I've had a few samples and the one that I really liked was a Bom Jesus. This is a Mundo Novo rated at 85.3 points. Bags of chocolate, nuts and some praline to finish.

https://hub.cropster.com/store/listings/5524

Cost is 4.50 a kg and they come in 30kg bags. Delivery is 36 inc VAT - which makes it £5.70 a kg. 
I'm happy to take 15-20kg but would like to share with someone based in the South West (near Bath) or up the M4 corridor as I visit my Mum near Uxbridge often.

Will deliver free to anyone who wants to share.

let me know if you're interested.

cheers Phil


----------



## Beeroclock (Aug 10, 2015)

Oh just in case anyone is wondering this isn't 2018 crop - that's just a link so you can see the origin/certification etc. Cal took delivery at the end of Feb/beginning of March


----------



## evoman (May 13, 2014)

I only just noticed this post. I'm in Bath and would be interested. I've got loads of green beans on hand, so no rush, but I would be interested in four or coffee kilos.


----------



## Beeroclock (Aug 10, 2015)

Hi Evoman

that bag already got split, but I'm buying on a fairly regular basis now - so I'll keep you in the loop.

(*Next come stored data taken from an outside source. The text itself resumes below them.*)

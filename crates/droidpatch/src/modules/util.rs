use std::fs::OpenOptions;
use std::io::Write;
use std::path::Path;

use crate::error::{Error, Result};
use crate::executor::ExecCtx;

// Never creates the target: the host owns file lifecycles.
fn append_text(ctx: &mut ExecCtx, path: &Path, text: &str) -> Result<()> {
    if ctx.dry_run {
        ctx.log(&format!(
            "DRY-RUN: append {} bytes to {}",
            text.len(),
            path.display()
        ));
        return Ok(());
    }

    let mut f = OpenOptions::new()
        .append(true)
        .open(path)
        .map_err(|e| Error::io_at(path, e))?;
    f.write_all(text.as_bytes())
        .map_err(|e| Error::io_at(path, e))?;
    tracing::debug!(path = %path.display(), bytes = text.len(), "appended");
    ctx.record_touched(path);
    Ok(())
}

/// Append each line followed by `\n`, in order.
pub fn append_lines(ctx: &mut ExecCtx, path: &Path, lines: &[&str]) -> Result<()> {
    let mut text = String::new();
    for line in lines {
        text.push_str(line);
        text.push('\n');
    }
    append_text(ctx, path, &text)?;
    ctx.log(&format!("appended {} lines to {}", lines.len(), path.display()));
    Ok(())
}

/// Append a blank line, the marker comment, then `key=value` lines in order.
/// Values are written as-is, with no quoting or escaping.
pub fn append_prop_block(
    ctx: &mut ExecCtx,
    path: &Path,
    marker: &str,
    props: &[(&str, &str)],
) -> Result<()> {
    let mut text = format!("\n{marker}\n");
    for (key, value) in props {
        text.push_str(key);
        text.push('=');
        text.push_str(value);
        text.push('\n');
    }
    append_text(ctx, path, &text)?;
    ctx.log(&format!(
        "appended {} properties to {}",
        props.len(),
        path.display()
    ));
    Ok(())
}

#[cfg(test)]
mod tests {
    use super::*;
    use std::fs;
    use std::sync::Arc;

    use crate::executor::NullSink;

    fn ctx(dry_run: bool) -> ExecCtx {
        ExecCtx::new(dry_run, Arc::new(NullSink))
    }

    #[test]
    fn append_lines_terminates_every_line() {
        let tmp = tempfile::tempdir().unwrap();
        let p = tmp.path().join("policy.cil");
        fs::write(&p, "(existing)").unwrap();

        let mut ctx = ctx(false);
        append_lines(&mut ctx, &p, &["a", "b"]).unwrap();
        assert_eq!(fs::read_to_string(&p).unwrap(), "(existing)a\nb\n");
        assert_eq!(ctx.touched(), &[p.clone()]);
    }

    #[test]
    fn append_does_not_create_missing_files() {
        let tmp = tempfile::tempdir().unwrap();
        let p = tmp.path().join("missing.cil");

        let err = append_lines(&mut ctx(false), &p, &["a"]).unwrap_err();
        assert_eq!(err.io_kind(), Some(std::io::ErrorKind::NotFound));
        assert!(!p.exists());
    }

    #[test]
    fn prop_block_starts_with_blank_line_and_marker() {
        let tmp = tempfile::tempdir().unwrap();
        let p = tmp.path().join("build.prop");
        fs::write(&p, "ro.a=1\n").unwrap();

        append_prop_block(&mut ctx(false), &p, "# marker", &[("k", "v w"), ("x", "")]).unwrap();
        assert_eq!(
            fs::read_to_string(&p).unwrap(),
            "ro.a=1\n\n# marker\nk=v w\nx=\n"
        );
    }

    #[test]
    fn dry_run_leaves_files_untouched() {
        let tmp = tempfile::tempdir().unwrap();
        let p = tmp.path().join("build.prop");
        fs::write(&p, "ro.a=1\n").unwrap();

        let mut ctx = ctx(true);
        append_prop_block(&mut ctx, &p, "# marker", &[("k", "v")]).unwrap();
        assert_eq!(fs::read_to_string(&p).unwrap(), "ro.a=1\n");
        assert!(ctx.touched().is_empty());
    }
}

If you don't mind me asking- what are you roasting on?

cheers Phil


----------



## evoman (May 13, 2014)

I use a modded air popper (a Severin popper with a stainless chimney). I like darker roasts, so I get a very consistent roast out of the setup (into second crack when it starts smoking - that is probably darker than the 'modern' fashion in roasting!).

Please keep me in the loop on future orders. I loaded up with beans recently as I was worried that supply lines might get disrupted, so I am good for the time being, but I am pretty much always ready to jump into a group buy!


----------